Go through the data below and work out how many lines contain "Option"; the answer is the number alone.

• • • • •

use std::io::Cursor;
use std::path::Path;

use calamine::{DataType, Reader, Xlsx, open_workbook};
use tracing::info;

use crate::error::{EtlError, Result};
use crate::model::{Cell, Frame};

/// Reads a worksheet from an Excel file into a frame. The first row supplies
/// the column names; when no sheet name is given the first worksheet is used.
pub fn read_excel_file(path: &Path, sheet: Option<&str>) -> Result<Frame> {
    if !path.exists() {
        return Err(EtlError::MissingInput(path.to_path_buf()));
    }
    let mut workbook: Xlsx<_> = open_workbook(path)?;
    let frame = read_frame(&mut workbook, sheet)?;
    info!(path = %path.display(), rows = frame.len(), "read Excel file");
    Ok(frame)
}

/// Reads a worksheet from in-memory workbook bytes, e.g. a fetched remote
/// file.
pub fn read_excel_bytes(bytes: &[u8], sheet: Option<&str>) -> Result<Frame> {
    let mut workbook = Xlsx::new(Cursor::new(bytes.to_vec()))?;
    read_frame(&mut workbook, sheet)
}

fn read_frame<RS: std::io::Read + std::io::Seek>(
    workbook: &mut Xlsx<RS>,
    sheet: Option<&str>,
) -> Result<Frame> {
    let sheet_name = match sheet {
        Some(name) => name.to_string(),
        None => workbook
            .sheet_names()
            .first()
            .cloned()
            .ok_or_else(|| EtlError::InvalidTable("workbook has no sheets".to_string()))?,
    };

    let range = workbook
        .worksheet_range(&sheet_name)
        .ok_or_else(|| EtlError::InvalidTable(format!("missing sheet '{sheet_name}'")))?;
    let range = range?;

    let mut rows = range.rows();
    let columns: Vec<String> = match rows.next() {
        Some(header_row) => header_row.iter().map(cell_to_string).collect(),
        None => Vec::new(),
    };

    let width = columns.len();
    let mut frame = Frame::new(columns);
    for row in rows {
        let mut cells: Vec<Cell> = row.iter().take(width).map(cell_value).collect();
        cells.resize(width, Cell::Null);
        frame.push_row(cells)?;
    }
    Ok(frame)
}

fn cell_to_string(cell: &DataType) -> String {
    match cell {
        DataType::String(value) => value.clone(),
        DataType::Float(value) => value.to_string(),
        DataType::Int(value) => value.to_string(),
        DataType::Bool(value) => value.to_string(),
        DataType::Empty => String::new(),
        other => other.to_string(),
    }
}

fn cell_value(cell: &DataType) -> Cell {
    match cell {
        DataType::Empty => Cell::Null,
        DataType::String(value) => {
            if value.trim().is_empty() {
                Cell::Null
            } else {
                Cell::Text(value.clone())
            }
        }
        DataType::Int(value) => Cell::Int(*value),
        DataType::Float(value) => Cell::Float(*value),
        DataType::Bool(value) => Cell::Bool(*value),
        other => Cell::Text(other.to_string()),
    }
}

• • • • •

## Answer to this exercise
3